Excerpts from a dataset
§ §
// SPDX-License-Identifier: MIT

//! AMap-backed data-source tools: POI search (attractions, hotels) and
//! weather forecasts

use async_trait::async_trait;
use once_cell::sync::Lazy;
use reqwest::Client;
use serde::{Deserialize, Serialize};
use serde_json::{json, Value};

use crate::error::ToolError;
use crate::tool::Tool;
use crate::trip::types::Location;

const PLACE_URL: &str = "https://restapi.amap.com/v3/place/text";
const WEATHER_URL: &str = "https://restapi.amap.com/v3/weather/weatherInfo";

// --- Static schemas ---

static ATTRACTION_SCHEMA: Lazy<Value> = Lazy::new(|| {
    json!({
        "type": "object",
        "properties": {
            "keywords": {
                "type": "string",
                "description": "Search keywords, e.g. \"history\", \"parks\", \"food\""
            },
            "city": {
                "type": "string",
                "description": "City name"
            }
        },
        "required": ["keywords", "city"]
    })
});

static WEATHER_SCHEMA: Lazy<Value> = Lazy::new(|| {
    json!({
        "type": "object",
        "properties": {
            "city": {
                "type": "string",
                "description": "City name"
            }
        },
        "required": ["city"]
    })
});

static HOTEL_SCHEMA: Lazy<Value> = Lazy::new(|| {
    json!({
        "type": "object",
        "properties": {
            "city": {
                "type": "string",
                "description": "City name"
            },
            "hotel_type": {
                "type": "string",
                "description": "Hotel category, e.g. \"budget hotel\", \"luxury hotel\""
            }
        },
        "required": ["city"]
    })
});

// --- Shared POI shaping ---

#[derive(Debug, Serialize, Deserialize)]
pub struct PoiRecord {
    pub name: String,
    pub address: String,
    #[serde(rename = "type")]
    pub category: String,
    pub tel: String,
    pub location: Location,
}

fn shape_pois(body: &Value, limit: usize) -> Vec<PoiRecord> {
    let pois = body
        .get("pois")
        .and_then(|p| p.as_array())
        .cloned()
        .unwrap_or_default();

    pois.iter()
        .take(limit)
        .map(|poi| {
            // AMap encodes coordinates as "lon,lat"
            let coords: Vec<f64> = poi
                .get("location")
                .and_then(|l| l.as_str())
                .map(|s| s.split(',').filter_map(|p| p.parse().ok()).collect())
                .unwrap_or_default();

            PoiRecord {
                name: poi["name"].as_str().unwrap_or_default().to_string(),
                address: poi["address"].as_str().unwrap_or_default().to_string(),
                category: poi["type"].as_str().unwrap_or_default().to_string(),
                tel: poi["tel"].as_str().unwrap_or_default().to_string(),
                location: Location {
                    longitude: coords.first().copied().unwrap_or(0.0),
                    latitude: coords.get(1).copied().unwrap_or(0.0),
                },
            }
        })
        .collect()
}

async fn fetch_amap(client: &Client, url: &str, params: &[(&str, &str)]) -> Result<Value, ToolError> {
    let resp = client.get(url).query(params).send().await?;

    if !resp.status().is_success() {
        let text = resp.text().await?;
        return Err(ToolError::api("amap", text));
    }

    let body: Value = resp.json().await?;
    if body["status"].as_str() != Some("1") {
        return Err(ToolError::api(
            "amap",
            body["info"].as_str().unwrap_or("request rejected").to_string(),
        ));
    }
    Ok(body)
}

// --- Attractions ---

#[derive(Debug, Deserialize)]
struct AttractionArgs {
    keywords: String,
    city: String,
}

pub struct AttractionSearchTool {
    client: Client,
    api_key: String,
}

impl AttractionSearchTool {
    pub fn new(api_key: String) -> Self {
        Self {
            client: Client::new(),
            api_key,
        }
    }
}

#[async_trait]
impl Tool for AttractionSearchTool {
    fn name(&self) -> &str {
        "search_attractions"
    }

    fn description(&self) -> &str {
        "Searches points of interest in a city by keyword. Returns attraction names, addresses and coordinates."
    }

    fn schema(&self) -> &Value {
        &ATTRACTION_SCHEMA
    }

    async fn execute(&self, input: Value) -> Result<Value, ToolError> {
        let args: AttractionArgs = serde_json::from_value(input).map_err(|e| {
            ToolError::InvalidArgs {
                name: "search_attractions".to_string(),
                message: e.to_string(),
            }
        })?;

        let body = fetch_amap(
            &self.client,
            PLACE_URL,
            &[
                ("key", self.api_key.as_str()),
                ("keywords", &args.keywords),
                ("city", &args.city),
                ("citylimit", "true"),
                ("offset", "20"),
                ("extensions", "all"),
            ],
        )
        .await?;

        let records = shape_pois(&body, 10);
        if records.is_empty() {
            return Err(ToolError::api(
                "amap",
                format!("no attractions found for '{}' in {}", args.keywords, args.city),
            ));
        }
        Ok(serde_json::to_value(records).unwrap_or_default())
    }
}

// --- Weather ---

#[derive(Debug, Deserialize)]
struct WeatherArgs {
    city: String,
}

#[derive(Debug, Serialize)]
struct WeatherReport {
    city: String,
    province: String,
    forecasts: Vec<Value>,
}

pub struct WeatherTool {
    client: Client,
    api_key: String,
}

impl WeatherTool {
    pub fn new(api_key: String) -> Self {
        Self {
            client: Client::new(),
            api_key,
        }
    }
}

#[async_trait]
impl Tool for WeatherTool {
    fn name(&self) -> &str {
        "search_weather"
    }

    fn description(&self) -> &str {
        "Fetches the multi-day weather forecast for a city."
    }

    fn schema(&self) -> &Value {
        &WEATHER_SCHEMA
    }

    async fn execute(&self, input: Value) -> Result<Value, ToolError> {
        let args: WeatherArgs = serde_json::from_value(input).map_err(|e| {
            ToolError::InvalidArgs {
                name: "search_weather".to_string(),
                message: e.to_string(),
            }
        })?;

        let body = fetch_amap(
            &self.client,
            WEATHER_URL,
            &[
                ("key", self.api_key.as_str()),
                ("city", &args.city),
                ("extensions", "all"),
            ],
        )
        .await?;

        let forecast = body
            .get("forecasts")
            .and_then(|f| f.as_array())
            .and_then(|f| f.first())
            .ok_or_else(|| ToolError::api("amap", format!("no forecast for {}", args.city)))?;

        let report = WeatherReport {
            city: forecast["city"].as_str().unwrap_or(&args.city).to_string(),
            province: forecast["province"].as_str().unwrap_or_default().to_string(),
            forecasts: forecast
                .get("casts")
                .and_then(|c| c.as_array())
                .cloned()
                .unwrap_or_default(),
        };

        Ok(serde_json::to_value(report).unwrap_or_default())
    }
}

// --- Hotels ---

fn default_hotel_type() -> String {
    "hotel".to_string()
}

#[derive(Debug, Deserialize)]
struct HotelArgs {
    city: String,
    #[serde(default = "default_hotel_type")]
    hotel_type: String,
}

pub struct HotelSearchTool {
    client: Client,
    api_key: String,
}

impl HotelSearchTool {
    pub fn new(api_key: String) -> Self {
        Self {
            client: Client::new(),
            api_key,
        }
    }
}

#[async_trait]
impl Tool for HotelSearchTool {
    fn name(&self) -> &str {
        "search_hotels"
    }

    fn description(&self) -> &str {
        "Searches hotels in a city by accommodation type. Returns hotel names, addresses and coordinates."
    }

    fn schema(&self) -> &Value {
        &HOTEL_SCHEMA
    }

    async fn execute(&self, input: Value) -> Result<Value, ToolError> {
        let args: HotelArgs = serde_json::from_value(input).map_err(|e| ToolError::InvalidArgs {
            name: "search_hotels".to_string(),
            message: e.to_string(),
        })?;

        let body = fetch_amap(
            &self.client,
            PLACE_URL,
            &[
                ("key", self.api_key.as_str()),
                ("keywords", &args.hotel_type),
                ("city", &args.city),
                ("citylimit", "true"),
                // Accommodation services POI class
                ("types", "100000"),
                ("offset", "10"),
                ("extensions", "all"),
            ],
        )
        .await?;

        let records = shape_pois(&body, 8);
        if records.is_empty() {
            return Err(ToolError::api(
                "amap",
                format!("no hotels found in {}", args.city),
            ));
        }
        Ok(serde_json::to_value(records).unwrap_or_default())
    }
}
//! Example record store for first-time setup.

use crate::model::error::StoreError;
use std::path::Path;
use tracing::info;

/// Commented header describing the store format.
pub const EXAMPLE_HEADER: &str = "\
# Connections file in YAML format.
# Use the following format:
#   FRIENDLY_NAME:
#     address: SERVER_ADDRESS
#     comment: FREETEXT_COMMENT
#     user: USER_NAME
#
#   Details:
#       FRIENDLY_NAME - Any descriptive name, used for display and sorting
#       SERVER_ADDRESS - Hostname or IP address
#       FREETEXT_COMMENT - Optional free text shown next to the connection
#       USER_NAME - Your login name
";

/// Example connections written after the header.
pub const EXAMPLE_ENTRIES: &str = "\
Another server:
  address: 10.2.2.2
  comment: this is another comment
  user: foo
border router:
  address: 192.168.1.1
  comment: My border router
  user: admin
test server:
  address: test.example.com
  user: root
";

/// Write the example store to `path`.
///
/// # Errors
///
/// Returns `StoreError::AlreadyExists` rather than overwriting a file, and
/// `StoreError::Write` for I/O failures.
pub fn write_example(path: &Path) -> Result<(), StoreError> {
    if path.exists() {
        return Err(StoreError::AlreadyExists {
            path: path.to_path_buf(),
        });
    }

    let contents = format!("{EXAMPLE_HEADER}\n{EXAMPLE_ENTRIES}");
    std::fs::write(path, contents).map_err(|source| StoreError::Write {
        path: path.to_path_buf(),
        source,
    })?;

    info!(path = %path.display(), "Wrote example connections file");
    Ok(())
}

#[cfg(test)]
mod tests {
    use super::*;
    use crate::source::load_records;
    use std::fs;

    #[test]
    fn example_store_loads_back_as_three_records() {
        let path = std::env::temp_dir().join("sshpick_test_example_roundtrip.yml");
        fs::remove_file(&path).ok();

        write_example(&path).unwrap();
        let records = load_records(&path).unwrap();

        let names: Vec<_> = records.iter().map(|r| r.name()).collect();
        assert_eq!(names, vec!["Another server", "border router", "test server"]);
        assert_eq!(records[1].command(), "admin@192.168.1.1");
        assert_eq!(records[2].comment(), "");

        fs::remove_file(path).ok();
    }

    #[test]
    fn write_example_refuses_to_overwrite() {
        let path = std::env::temp_dir().join("sshpick_test_example_exists.yml");
        fs::write(&path, "keep: {}\n").unwrap();

        let result = write_example(&path);
        assert!(matches!(result, Err(StoreError::AlreadyExists { .. })));
        assert_eq!(fs::read_to_string(&path).unwrap(), "keep: {}\n");

        fs::remove_file(path).ok();
    }
}
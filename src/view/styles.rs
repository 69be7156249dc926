//! Screen styling.
//!
//! Colors follow the classic picker look: the marked line is white on red.
//! With colors disabled, emphasis falls back to text modifiers only.

use ratatui::style::{Color, Modifier, Style};

// ===== ColorConfig =====

/// Configuration for color output.
///
/// Determines whether colors should be enabled or disabled based on:
/// - `--no-color` CLI flag
/// - `NO_COLOR` environment variable
#[derive(Debug, Clone, Copy, PartialEq, Eq)]
pub struct ColorConfig {
    enabled: bool,
}

impl ColorConfig {
    /// Create a ColorConfig from CLI args and environment.
    ///
    /// Priority (first match wins):
    /// 1. `--no-color` flag (disables colors)
    /// 2. `NO_COLOR` env var (any value disables colors)
    /// 3. Default: colors enabled
    pub fn from_env_and_args(no_color_flag: bool) -> Self {
        let enabled = !no_color_flag && std::env::var_os("NO_COLOR").is_none();
        Self { enabled }
    }

    /// Config with colors forced on or off.
    pub fn with_colors(enabled: bool) -> Self {
        Self { enabled }
    }

    /// Check if colors are enabled.
    pub fn colors_enabled(self) -> bool {
        self.enabled
    }
}

// ===== ScreenStyles =====

/// Styles for every widget on the screen.
#[derive(Debug, Clone, Copy, PartialEq, Eq)]
pub struct ScreenStyles {
    /// Marked line in the connection list.
    pub marker: Style,
    /// Label of the focused input field.
    pub focused_label: Style,
    /// Label of an unfocused input field.
    pub label: Style,
    /// Typed text inside an input field.
    pub input: Style,
    /// Bottom help bar.
    pub help_bar: Style,
    /// Help overlay border and title.
    pub overlay_border: Style,
    /// Key column in the help overlay.
    pub overlay_key: Style,
    /// Section headers in the help overlay.
    pub overlay_section: Style,
}

impl ScreenStyles {
    /// Build styles honoring `config`.
    pub fn new(config: ColorConfig) -> Self {
        if config.colors_enabled() {
            Self {
                marker: Style::default().fg(Color::White).bg(Color::Red),
                focused_label: Style::default()
                    .fg(Color::Yellow)
                    .add_modifier(Modifier::BOLD),
                label: Style::default().fg(Color::Gray),
                input: Style::default().add_modifier(Modifier::UNDERLINED),
                help_bar: Style::default().fg(Color::DarkGray),
                overlay_border: Style::default().fg(Color::Cyan),
                overlay_key: Style::default()
                    .fg(Color::Yellow)
                    .add_modifier(Modifier::BOLD),
                overlay_section: Style::default()
                    .fg(Color::Cyan)
                    .add_modifier(Modifier::BOLD),
            }
        } else {
            Self {
                marker: Style::default().add_modifier(Modifier::REVERSED),
                focused_label: Style::default().add_modifier(Modifier::BOLD),
                label: Style::default(),
                input: Style::default().add_modifier(Modifier::UNDERLINED),
                help_bar: Style::default(),
                overlay_border: Style::default(),
                overlay_key: Style::default().add_modifier(Modifier::BOLD),
                overlay_section: Style::default().add_modifier(Modifier::BOLD),
            }
        }
    }
}

impl Default for ScreenStyles {
    fn default() -> Self {
        Self::new(ColorConfig::from_env_and_args(false))
    }
}

// ===== Tests =====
§ §
• _Problem statement_: Some lines above hold the word "coordinates". Copy all of them.

• _Output for this task_:
            // AMap encodes coordinates as "lon,lat"
        "Searches points of interest in a city by keyword. Returns attraction names, addresses and coordinates."
        "Searches hotels in a city by accommodation type. Returns hotel names, addresses and coordinates."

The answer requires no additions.